Pub Date: Oct. 22nd, 1953
Publisher: Crowell

In as smooth a job of writing you could ask for, a plastic surgeon, who practices from a New York City penthouse, presents an autobiography that is an autopsy on a past that had its share of antiseptic gore as well as new techniques, of pretty payments as well as humanitarianism. He takes the reader really over the bumps of emotional impact before, during and after many of his operations. As a young interne in the 20's, Maltz delivered a baby with a hare lip and then and there, his decision was made. He would overcome the financial difficulties of his Lower East Side background and go to study plastic surgery in Berlin. He did so, under such names as Jacques Joseph and von Eiken- and while there lost his heart to a girl named Sylvia who didn't lose hers to him. Back home, his reputation and practice was slowly built up, and we are taken into the surgical intricacies and personal case histories of many a grafting and transplantation so skillfully that his account often reads like a thriller.

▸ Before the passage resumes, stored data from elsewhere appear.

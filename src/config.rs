//! Resolver configuration.
//!
//! Every field has a default, so a page only needs to supply the values it
//! wants to change. The browser start hook reads an optional JSON object from
//! the root element's `data-theme-config` attribute.

#[cfg(test)]
#[path = "config_test.rs"]
mod config_test;

use std::time::Duration;

use serde::Deserialize;

use crate::error::ThemeError;

const DEFAULT_STORAGE_KEY: &str = "theme-preference";
const DEFAULT_ATTRIBUTE: &str = "data-theme";
const DEFAULT_TRANSITION_CLASS: &str = "theme-transition";
const DEFAULT_TRANSITION_MS: u32 = 300;
const DEFAULT_MEDIA_QUERY: &str = "(prefers-color-scheme: dark)";
const DEFAULT_CONTROL_ID: &str = "theme-toggle";
const DEFAULT_CONTROL_MARKER: &str = "data-theme-toggle";
const DEFAULT_EVENT_NAME: &str = "themechange";

/// Names and timings the resolver and its browser adapters agree on.
#[derive(Clone, Debug, PartialEq, Eq, Deserialize)]
#[serde(default, deny_unknown_fields)]
pub struct ResolverConfig {
    /// Storage key holding the persisted preference.
    pub storage_key: String,
    /// Root element attribute carrying the effective theme.
    pub attribute: String,
    /// Marker class present on the root element during a transition.
    pub transition_class: String,
    /// Length of the transition window in milliseconds.
    pub transition_ms: u32,
    /// Media query whose match means the OS prefers dark.
    pub media_query: String,
    /// Element id of the primary toggle control.
    pub control_id: String,
    /// Attribute marking additional toggle controls.
    pub control_marker: String,
    /// Name of the DOM event re-dispatched on every change.
    pub event_name: String,
}

impl Default for ResolverConfig {
    fn default() -> Self {
        Self {
            storage_key: DEFAULT_STORAGE_KEY.to_owned(),
            attribute: DEFAULT_ATTRIBUTE.to_owned(),
            transition_class: DEFAULT_TRANSITION_CLASS.to_owned(),
            transition_ms: DEFAULT_TRANSITION_MS,
            media_query: DEFAULT_MEDIA_QUERY.to_owned(),
            control_id: DEFAULT_CONTROL_ID.to_owned(),
            control_marker: DEFAULT_CONTROL_MARKER.to_owned(),
            event_name: DEFAULT_EVENT_NAME.to_owned(),
        }
    }
}

impl ResolverConfig {
    /// Parse a (possibly partial) JSON object, filling gaps with defaults.
    ///
    /// # Errors
    ///
    /// Returns [`ThemeError::Config`] for malformed JSON or unknown fields.
    pub fn from_json(raw: &str) -> Result<Self, ThemeError> {
        Ok(serde_json::from_str(raw)?)
    }

    /// Transition window as a `Duration`.
    #[must_use]
    pub fn transition_duration(&self) -> Duration {
        Duration::from_millis(u64::from(self.transition_ms))
    }

    /// CSS selector matching every toggle control.
    #[must_use]
    pub fn control_selector(&self) -> String {
        format!("#{}, [{}]", self.control_id, self.control_marker)
    }
}
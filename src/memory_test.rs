use super::*;

// =============================================================
// MemoryStore
// =============================================================

#[test]
fn store_round_trips_values() {
    let store = MemoryStore::new();
    assert_eq!(store.load("k").expect("load"), None);
    store.save("k", "dark").expect("save");
    assert_eq!(store.load("k").expect("load"), Some("dark".to_owned()));
}

#[test]
fn unavailable_store_rejects_reads_and_writes() {
    let store = MemoryStore::unavailable();
    assert!(matches!(store.load("k"), Err(ThemeError::StorageUnavailable(_))));
    assert!(matches!(store.save("k", "dark"), Err(ThemeError::StorageUnavailable(_))));
    assert_eq!(store.get_raw("k"), None);
}

#[test]
fn store_clones_share_entries() {
    let store = MemoryStore::new();
    let other = store.clone();
    other.save("k", "light").expect("save");
    assert_eq!(store.get_raw("k"), Some("light".to_owned()));
}

// =============================================================
// ManualSignal
// =============================================================

#[test]
fn signal_notifies_watchers_with_new_value() {
    let signal = ManualSignal::new(false);
    let seen = Rc::new(RefCell::new(Vec::new()));
    let sink = Rc::clone(&seen);
    assert!(signal.watch(Box::new(move |dark| sink.borrow_mut().push(dark))));

    signal.set_prefers_dark(true);
    signal.set_prefers_dark(false);

    assert_eq!(*seen.borrow(), vec![true, false]);
    assert_eq!(signal.prefers_dark(), Some(false));
}

#[test]
fn unsupported_signal_refuses_watchers() {
    let signal = ManualSignal::unsupported();
    assert_eq!(signal.prefers_dark(), None);
    assert!(!signal.watch(Box::new(|_| {})));
    assert_eq!(signal.watcher_count(), 0);
}

// =============================================================
// MemoryTarget
// =============================================================

#[test]
fn target_records_writes_in_order() {
    let target = MemoryTarget::new();
    target.set_attribute(EffectiveTheme::Dark);
    target.set_attribute(EffectiveTheme::Light);
    assert_eq!(target.writes(), vec![EffectiveTheme::Dark, EffectiveTheme::Light]);
    assert_eq!(target.raw_attribute().as_deref(), Some("light"));
}

#[test]
fn target_tracks_transition_marker() {
    let target = MemoryTarget::new();
    target.set_transition_marker(true);
    assert!(target.transition_active());
    target.set_transition_marker(false);
    assert!(!target.transition_active());
}

// =============================================================
// ManualTimer
// =============================================================

#[test]
fn timer_fires_only_when_due() {
    let timer = ManualTimer::new();
    let fired = Rc::new(Cell::new(0));
    let counter = Rc::clone(&fired);
    timer.schedule(Duration::from_millis(100), Box::new(move || counter.set(counter.get() + 1)));

    timer.advance(Duration::from_millis(99));
    assert_eq!(fired.get(), 0);
    assert_eq!(timer.pending(), 1);

    timer.advance(Duration::from_millis(1));
    assert_eq!(fired.get(), 1);
    assert_eq!(timer.pending(), 0);
}

#[test]
fn timer_runs_callbacks_in_due_order() {
    let timer = ManualTimer::new();
    let order = Rc::new(RefCell::new(Vec::new()));
    for (label, ms) in [("late", 300), ("early", 100)] {
        let sink = Rc::clone(&order);
        timer.schedule(Duration::from_millis(ms), Box::new(move || sink.borrow_mut().push(label)));
    }
    timer.advance(Duration::from_secs(1));
    assert_eq!(*order.borrow(), vec!["early", "late"]);
}

#[test]
fn timer_callback_may_schedule_more_work() {
    let timer = ManualTimer::new();
    let fired = Rc::new(Cell::new(false));
    let inner_timer = timer.clone();
    let flag = Rc::clone(&fired);
    timer.schedule(
        Duration::from_millis(10),
        Box::new(move || {
            inner_timer.schedule(Duration::ZERO, Box::new(move || flag.set(true)));
        }),
    );
    timer.advance(Duration::from_millis(10));
    assert!(fired.get());
}
//! Light/dark theme resolution for static sites.
//!
//! Decides which theme a page renders from the visitor's stored preference,
//! a hint left on the root element by the server render, and the OS-level
//! color-scheme signal, then keeps the page in sync as any of those change.
//! The resolver core is platform-free and runs natively in tests; the
//! `hydrate` feature adds `web_sys` adapters and a WASM start hook.
//!
//! ## Module layout
//!
//! | Module | Role |
//! |--------|------|
//! | [`mode`] | Preference and rendered-theme values |
//! | [`resolver`] | [`resolver::ThemeResolver`], the single page-level component |
//! | [`capability`] | Storage, OS signal, root element, and timer interfaces |
//! | [`memory`] | In-memory capabilities for tests and headless hosts |
//! | [`config`] | Storage key, attribute names, transition timing |
//! | [`control`] | Accessible toggle-button presentation |
//! | [`error`] | Error type |
//! | `browser` | Browser adapters and page wiring (`hydrate` only) |

pub mod capability;
pub mod config;
pub mod control;
pub mod error;
pub mod memory;
pub mod mode;
pub mod resolver;

#[cfg(feature = "hydrate")]
pub mod browser;

pub use capability::Capabilities;
pub use config::ResolverConfig;
pub use error::ThemeError;
pub use mode::{EffectiveTheme, ThemeChange, ThemeMode};
pub use resolver::{SubscriptionId, ThemeResolver, Transition};
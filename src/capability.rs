//! Narrow capability interfaces the resolver reaches the page through.
//!
//! DESIGN
//! ======
//! Each trait covers one browser global (storage, the color-scheme media
//! query, the root element, timers). Methods take `&self`; implementations
//! use interior mutability so a single instance can be shared by the resolver
//! and by the callbacks it installs. All of it runs on the page's one thread,
//! so nothing here is `Send`.
//!
//! Browser implementations live in `browser` (behind `hydrate`); in-memory
//! ones live in `memory`.

use std::rc::Rc;
use std::time::Duration;

use crate::error::ThemeError;
use crate::mode::EffectiveTheme;

/// Durable key-value storage for the preference.
pub trait PreferenceStore {
    /// Read the raw value for `key`, `Ok(None)` if it was never written.
    ///
    /// # Errors
    ///
    /// [`ThemeError::StorageUnavailable`] when the environment denies access.
    fn load(&self, key: &str) -> Result<Option<String>, ThemeError>;

    /// Write `value` under `key`, replacing any previous value.
    ///
    /// # Errors
    ///
    /// [`ThemeError::StorageUnavailable`] when the environment denies access.
    fn save(&self, key: &str, value: &str) -> Result<(), ThemeError>;
}

/// The OS-level light/dark preference.
pub trait SystemPreferenceSignal {
    /// Whether the OS currently prefers dark; `None` if it cannot say.
    fn prefers_dark(&self) -> Option<bool>;

    /// Install a listener called with the new value on every OS change.
    ///
    /// Returns `false` (and drops `on_change`) if the platform has no change
    /// notifications. Listeners live as long as the signal.
    fn watch(&self, on_change: Box<dyn Fn(bool)>) -> bool;
}

/// The root element the theme is rendered onto.
pub trait ThemeTarget {
    /// Raw value of the theme attribute, if present.
    fn attribute(&self) -> Option<String>;

    /// Write the effective theme to the theme attribute.
    fn set_attribute(&self, theme: EffectiveTheme);

    /// Add or remove the transition marker class.
    fn set_transition_marker(&self, active: bool);
}

/// One-shot timer for the cosmetic transition window.
pub trait TransitionTimer {
    /// Run `callback` once after `after` has elapsed.
    fn schedule(&self, after: Duration, callback: Box<dyn FnOnce()>);
}

/// The full set of capabilities a resolver is built from.
///
/// `timer` is optional; without one, transitions are applied instantly.
#[derive(Clone)]
pub struct Capabilities {
    pub store: Rc<dyn PreferenceStore>,
    pub signal: Rc<dyn SystemPreferenceSignal>,
    pub target: Rc<dyn ThemeTarget>,
    pub timer: Option<Rc<dyn TransitionTimer>>,
}
use std::time::Duration;

use anyhow::Result;
use tokio::time::sleep;
use tracing::{info, warn};

use crate::config::RetryConfig;

/// Exponential-backoff retry for calls to the annotation service, the only
/// fallible external dependency in the pipeline.
pub struct RetryPolicy {
    max_retries: usize,
    initial_backoff: Duration,
    max_backoff: Duration,
}

impl RetryPolicy {
    pub fn from_config(config: &RetryConfig) -> Self {
        Self {
            max_retries: config.max_retries,
            initial_backoff: Duration::from_millis(config.initial_backoff_ms),
            max_backoff: Duration::from_millis(config.max_backoff_ms),
        }
    }

    /// Run `operation` until it succeeds or the retry budget is spent,
    /// doubling the backoff between attempts.
    pub async fn run<F, Fut, T>(&self, name: &str, mut operation: F) -> Result<T>
    where
        F: FnMut() -> Fut,
        Fut: std::future::Future<Output = Result<T>>,
    {
        let mut backoff = self.initial_backoff;
        let mut attempt = 0;

        loop {
            match operation().await {
                Ok(value) => {
                    if attempt > 0 {
                        info!(
                            operation = name,
                            attempts = attempt + 1,
                            "Succeeded after retries"
                        );
                    }
                    return Ok(value);
                }
                Err(error) if attempt < self.max_retries => {
                    attempt += 1;
                    warn!(
                        operation = name,
                        attempt,
                        max_retries = self.max_retries,
                        backoff_ms = backoff.as_millis() as u64,
                        error = %error,
                        "Annotation call failed, retrying"
                    );
                    sleep(backoff).await;
                    backoff = (backoff * 2).min(self.max_backoff);
                }
                Err(error) => return Err(error),
            }
        }
    }
}
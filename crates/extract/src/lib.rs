//! Relation triple extraction over dependency parses.
//!
//! Given sentences annotated with enhanced dependency graphs (see the
//! `annotate` crate), this crate extracts subject-predicate-object triples
//! in three stages: verb-argument extraction, preposition-mediated
//! extraction, and a possessive rewrite that redirects endpoints across
//! "of" constructions. The stages are pure functions over the sentence
//! graph; all working state is built fresh per sentence.

pub mod labels;
pub mod possessive;
pub mod preposition;
pub mod schema;
pub mod verb;

pub use schema::{Relation, SentenceRelations};

use std::collections::HashSet;

use annotate::AnnotatedSentence;
use serde::{Deserialize, Serialize};

/// Extraction settings.
#[derive(Debug, Clone, Serialize, Deserialize)]
pub struct ExtractorConfig {
    /// Prepositions whose `nmod:<prep>` edges the prepositional extractor
    /// skips. "of" belongs to the possessive rewriter; "for" is unmodeled.
    pub excluded_prepositions: Vec<String>,
}

impl Default for ExtractorConfig {
    fn default() -> Self {
        Self {
            excluded_prepositions: vec!["of".to_string(), "for".to_string()],
        }
    }
}

/// The per-sentence extraction pipeline.
pub struct Extractor {
    excluded: HashSet<String>,
}

impl Extractor {
    pub fn new(config: ExtractorConfig) -> Self {
        Self {
            excluded: config.excluded_prepositions.into_iter().collect(),
        }
    }

    pub fn default() -> Self {
        Self::new(ExtractorConfig::default())
    }

    /// Extract relations from one validated sentence.
    ///
    /// The verb and preposition extractors run independently and their
    /// outputs are unioned before the possessive rewrite. The deduplicated
    /// set is materialized in the `Relation` canonical order, so repeated
    /// runs over the same graph produce identical output.
    pub fn process_sentence(&self, sentence: &AnnotatedSentence) -> SentenceRelations {
        let mut relations = verb::extract(sentence);
        relations.extend(preposition::extract(sentence, &self.excluded));
        let relations = possessive::rewrite(sentence, relations);

        let mut relations: Vec<Relation> = relations.into_iter().collect();
        relations.sort_unstable();

        SentenceRelations {
            tokens: sentence.words(),
            relations,
        }
    }

    /// Extract relations from every sentence of a document.
    ///
    /// A sentence failing structural validation keeps its slot in the output
    /// (its tokens with an empty relation list) so the result stays aligned
    /// with the input; the failure never aborts the rest of the batch.
    pub fn process_document(&self, sentences: &[AnnotatedSentence]) -> Vec<SentenceRelations> {
        sentences
            .iter()
            .enumerate()
            .map(|(num, sentence)| match sentence.validate() {
                Ok(()) => self.process_sentence(sentence),
                Err(error) => {
                    tracing::warn!(sentence = num, error = %error, "Skipping malformed sentence");
                    SentenceRelations {
                        tokens: sentence.words(),
                        relations: Vec::new(),
                    }
                }
            })
            .collect()
    }
}
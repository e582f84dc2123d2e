use std::time::Duration;

use anyhow::{Context, Result};
use serde::Deserialize;

use crate::sentence::AnnotatedSentence;

/// Client for a Stanford CoreNLP server.
///
/// The server does sentence splitting, tagging and dependency parsing; this
/// side only ships raw text and deserializes the JSON it gets back.
#[derive(Clone)]
pub struct AnnotateClient {
    base_url: String,
    annotators: String,
    timeout: Duration,
    client: reqwest::Client,
}

#[derive(Deserialize)]
struct AnnotateResponse {
    sentences: Vec<AnnotatedSentence>,
}

impl AnnotateClient {
    pub fn new(base_url: String, annotators: String, timeout: Duration) -> Self {
        Self {
            base_url,
            annotators,
            timeout,
            client: reqwest::Client::new(),
        }
    }

    pub fn default() -> Self {
        Self::new(
            "http://localhost:9000".to_string(),
            "depparse".to_string(),
            Duration::from_secs(15),
        )
    }

    pub fn base_url(&self) -> &str {
        &self.base_url
    }

    /// Annotate raw text, returning one parsed sentence per input sentence.
    pub async fn annotate(&self, text: &str) -> Result<Vec<AnnotatedSentence>> {
        let properties = serde_json::json!({
            "annotators": self.annotators,
            "outputFormat": "json",
        });

        let response = self
            .client
            .post(&self.base_url)
            .query(&[("properties", properties.to_string())])
            .timeout(self.timeout)
            .body(text.to_string())
            .send()
            .await
            .context("Failed to send request to CoreNLP server")?;

        if !response.status().is_success() {
            anyhow::bail!("CoreNLP request failed: {}", response.status());
        }

        let annotated: AnnotateResponse = response
            .json()
            .await
            .context("Failed to parse CoreNLP response")?;

        Ok(annotated.sentences)
    }

    /// Annotate a throwaway string so the server loads its models before
    /// real traffic arrives.
    pub async fn warm_up(&self) -> Result<()> {
        self.annotate("Prepare.").await.map(|_| ())
    }
}

#[cfg(test)]
mod tests {
    use super::*;

    #[test]
    fn test_response_deserialization() {
        let raw = r#"{
            "sentences": [
                {
                    "index": 0,
                    "tokens": [{"index": 1, "word": "Hi", "pos": "UH"}],
                    "enhancedPlusPlusDependencies": [
                        {"dep": "ROOT", "governor": 0, "dependent": 1}
                    ]
                },
                {
                    "index": 1,
                    "tokens": [{"index": 1, "word": "Bye", "pos": "UH"}],
                    "enhancedPlusPlusDependencies": []
                }
            ]
        }"#;

        let response: AnnotateResponse = serde_json::from_str(raw).unwrap();
        assert_eq!(response.sentences.len(), 2);
        assert_eq!(response.sentences[0].word(1), "Hi");
        assert!(response.sentences[1].edges.is_empty());
    }
}
use dashmap::DashMap;
use sha2::{Digest, Sha256};

use extract::SentenceRelations;

/// Cache of finished extractions keyed by a hash of the input text, so a
/// repeated document skips the round trip to the parsing service.
pub struct ResultCache {
    results: DashMap<String, Vec<SentenceRelations>>,
    max_entries: usize,
}

impl ResultCache {
    pub fn new(max_entries: usize) -> Self {
        Self {
            results: DashMap::new(),
            max_entries,
        }
    }

    pub fn get(&self, text: &str) -> Option<Vec<SentenceRelations>> {
        self.results
            .get(&hash_text(text))
            .map(|entry| entry.value().clone())
    }

    pub fn set(&self, text: &str, sentences: Vec<SentenceRelations>) {
        if self.results.len() >= self.max_entries {
            // simple eviction: drop a quarter of the entries when full
            let stale: Vec<String> = self
                .results
                .iter()
                .take(self.max_entries / 4)
                .map(|entry| entry.key().clone())
                .collect();
            for key in stale {
                self.results.remove(&key);
            }
        }
        self.results.insert(hash_text(text), sentences);
    }

    pub fn stats(&self) -> CacheStats {
        CacheStats {
            results_cached: self.results.len(),
        }
    }
}

fn hash_text(text: &str) -> String {
    let mut hasher = Sha256::new();
    hasher.update(text.as_bytes());
    hex::encode(hasher.finalize())
}

#[derive(Debug, serde::Serialize)]
pub struct CacheStats {
    pub results_cached: usize,
}
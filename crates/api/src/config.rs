use anyhow::Context;
use serde::{Deserialize, Serialize};

use extract::ExtractorConfig;

#[derive(Debug, Clone, Serialize, Deserialize)]
pub struct AppConfig {
    pub parser: ParserConfig,
    pub retry: RetryConfig,
    pub cache: CacheConfig,
    pub extraction: ExtractorConfig,
}

#[derive(Debug, Clone, Serialize, Deserialize)]
pub struct ParserConfig {
    /// CoreNLP server endpoint.
    pub endpoint: String,
    /// Annotators requested from the server.
    pub annotators: String,
    pub timeout_secs: u64,
}

#[derive(Debug, Clone, Serialize, Deserialize)]
pub struct RetryConfig {
    pub max_retries: usize,
    pub initial_backoff_ms: u64,
    pub max_backoff_ms: u64,
}

#[derive(Debug, Clone, Serialize, Deserialize)]
pub struct CacheConfig {
    pub enabled: bool,
    pub max_entries: usize,
}

impl Default for AppConfig {
    fn default() -> Self {
        Self {
            parser: ParserConfig {
                endpoint: "http://localhost:9000".to_string(),
                annotators: "depparse".to_string(),
                timeout_secs: 15,
            },
            retry: RetryConfig {
                max_retries: 3,
                initial_backoff_ms: 500,
                max_backoff_ms: 5000,
            },
            cache: CacheConfig {
                enabled: true,
                max_entries: 10000,
            },
            extraction: ExtractorConfig::default(),
        }
    }
}

impl AppConfig {
    /// Load configuration from a JSON file. The file replaces the defaults
    /// wholesale; there is no per-field fallback.
    pub fn from_file(path: &str) -> anyhow::Result<Self> {
        let raw = std::fs::read_to_string(path)
            .with_context(|| format!("Failed to read config file: {}", path))?;
        let config = serde_json::from_str(&raw).context("Failed to parse config file")?;
        Ok(config)
    }
}
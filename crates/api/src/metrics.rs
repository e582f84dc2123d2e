use std::sync::Arc;
use std::sync::atomic::{AtomicU64, AtomicUsize, Ordering};
use std::time::{Duration, Instant};

use serde::Serialize;

pub struct Metrics {
    // Counters
    total_requests: AtomicUsize,
    failed_requests: AtomicUsize,
    cache_hits: AtomicUsize,

    // Timing (in microseconds)
    total_annotate_time_us: AtomicU64,
    total_extract_time_us: AtomicU64,

    // Counts
    sentences_processed: AtomicUsize,
    relations_extracted: AtomicUsize,
}

impl Metrics {
    pub fn new() -> Arc<Self> {
        Arc::new(Self {
            total_requests: AtomicUsize::new(0),
            failed_requests: AtomicUsize::new(0),
            cache_hits: AtomicUsize::new(0),
            total_annotate_time_us: AtomicU64::new(0),
            total_extract_time_us: AtomicU64::new(0),
            sentences_processed: AtomicUsize::new(0),
            relations_extracted: AtomicUsize::new(0),
        })
    }

    pub fn record_request(&self, success: bool) {
        self.total_requests.fetch_add(1, Ordering::Relaxed);
        if !success {
            self.failed_requests.fetch_add(1, Ordering::Relaxed);
        }
    }

    pub fn record_cache_hit(&self) {
        self.cache_hits.fetch_add(1, Ordering::Relaxed);
    }

    pub fn record_annotate(&self, duration: Duration) {
        self.total_annotate_time_us
            .fetch_add(duration.as_micros() as u64, Ordering::Relaxed);
    }

    pub fn record_extract(&self, duration: Duration, sentences: usize, relations: usize) {
        self.total_extract_time_us
            .fetch_add(duration.as_micros() as u64, Ordering::Relaxed);
        self.sentences_processed.fetch_add(sentences, Ordering::Relaxed);
        self.relations_extracted.fetch_add(relations, Ordering::Relaxed);
    }

    pub fn snapshot(&self) -> MetricsSnapshot {
        let total = self.total_requests.load(Ordering::Relaxed);
        MetricsSnapshot {
            total_requests: total,
            failed_requests: self.failed_requests.load(Ordering::Relaxed),
            cache_hits: self.cache_hits.load(Ordering::Relaxed),
            avg_annotate_time_ms: avg_ms(&self.total_annotate_time_us, total),
            avg_extract_time_ms: avg_ms(&self.total_extract_time_us, total),
            sentences_processed: self.sentences_processed.load(Ordering::Relaxed),
            relations_extracted: self.relations_extracted.load(Ordering::Relaxed),
        }
    }
}

fn avg_ms(total_us: &AtomicU64, count: usize) -> f64 {
    if count == 0 {
        return 0.0;
    }
    total_us.load(Ordering::Relaxed) as f64 / count as f64 / 1000.0
}

#[derive(Debug, Serialize)]
pub struct MetricsSnapshot {
    pub total_requests: usize,
    pub failed_requests: usize,
    pub cache_hits: usize,
    pub avg_annotate_time_ms: f64,
    pub avg_extract_time_ms: f64,
    pub sentences_processed: usize,
    pub relations_extracted: usize,
}

pub struct Timer {
    start: Instant,
}

impl Timer {
    pub fn start() -> Self {
        Self {
            start: Instant::now(),
        }
    }

    pub fn elapsed(&self) -> Duration {
        self.start.elapsed()
    }
}
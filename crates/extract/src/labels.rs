//! Grammatical-relation label constants shared by the extractors.

/// Nominal subject: the governor is the predicate, the dependent the subject.
pub const NSUBJ: &str = "nsubj";
/// Direct object: the governor is the predicate, the dependent the object.
pub const DOBJ: &str = "dobj";
/// Adjectival clause: attaches the subject in reverse direction.
pub const ACL: &str = "acl";
/// Relative clause: attaches the object in reverse direction.
pub const ACL_RELCL: &str = "acl:relcl";
/// Case-marking preposition under the noun it modifies.
pub const CASE: &str = "case";
/// Multi-word expression continuation ("in front of").
pub const MWE: &str = "mwe";
/// Coordination between parallel subjects or objects.
pub const CONJ_AND: &str = "conj:and";
/// Prefix of preposition-mediated noun-modifier labels ("nmod:in").
pub const NMOD_PREFIX: &str = "nmod:";
/// The possessive modifier, handled by the rewriter rather than extracted.
pub const NMOD_OF: &str = "nmod:of";
use serde::{Deserialize, Serialize};

/// A subject-predicate-object triple over a sentence's token positions.
///
/// All indices are 0-based into the sentence's token list. The predicate is
/// an ordered sequence of one or more tokens: a verb, a preposition (possibly
/// multi-word), or a verb followed by its preposition. Equality is
/// structural, so relations reached through independent derivation paths
/// collapse in a `HashSet`; `Ord` gives the fields a stable canonical order
/// for deterministic materialization.
#[derive(Debug, Clone, PartialEq, Eq, Hash, PartialOrd, Ord, Serialize, Deserialize)]
pub struct Relation {
    pub subject: usize,
    pub predicate: Vec<usize>,
    pub object: usize,
}

impl Relation {
    pub fn new(subject: usize, predicate: Vec<usize>, object: usize) -> Self {
        Self {
            subject,
            predicate,
            object,
        }
    }
}

/// Extraction output for one sentence: its surface tokens and the
/// deduplicated relations found in it. An empty relation list is a valid
/// result, not an error.
#[derive(Debug, Clone, Serialize, Deserialize)]
pub struct SentenceRelations {
    pub tokens: Vec<String>,
    pub relations: Vec<Relation>,
}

There is the Italian contessa who wanted a face like her horribly burned husband's. A dip into history tells the famed case of Tagliacozzi who operated in the 16th century on Count Marlieux to give him a new nose (without anaesthetics). There are also the countless excellent jobs Maltz did to give his patients their right to look human. Here then is ""one man's meat""- cut out honestly and forthrightly- but which may appeal to more ladies than libraries.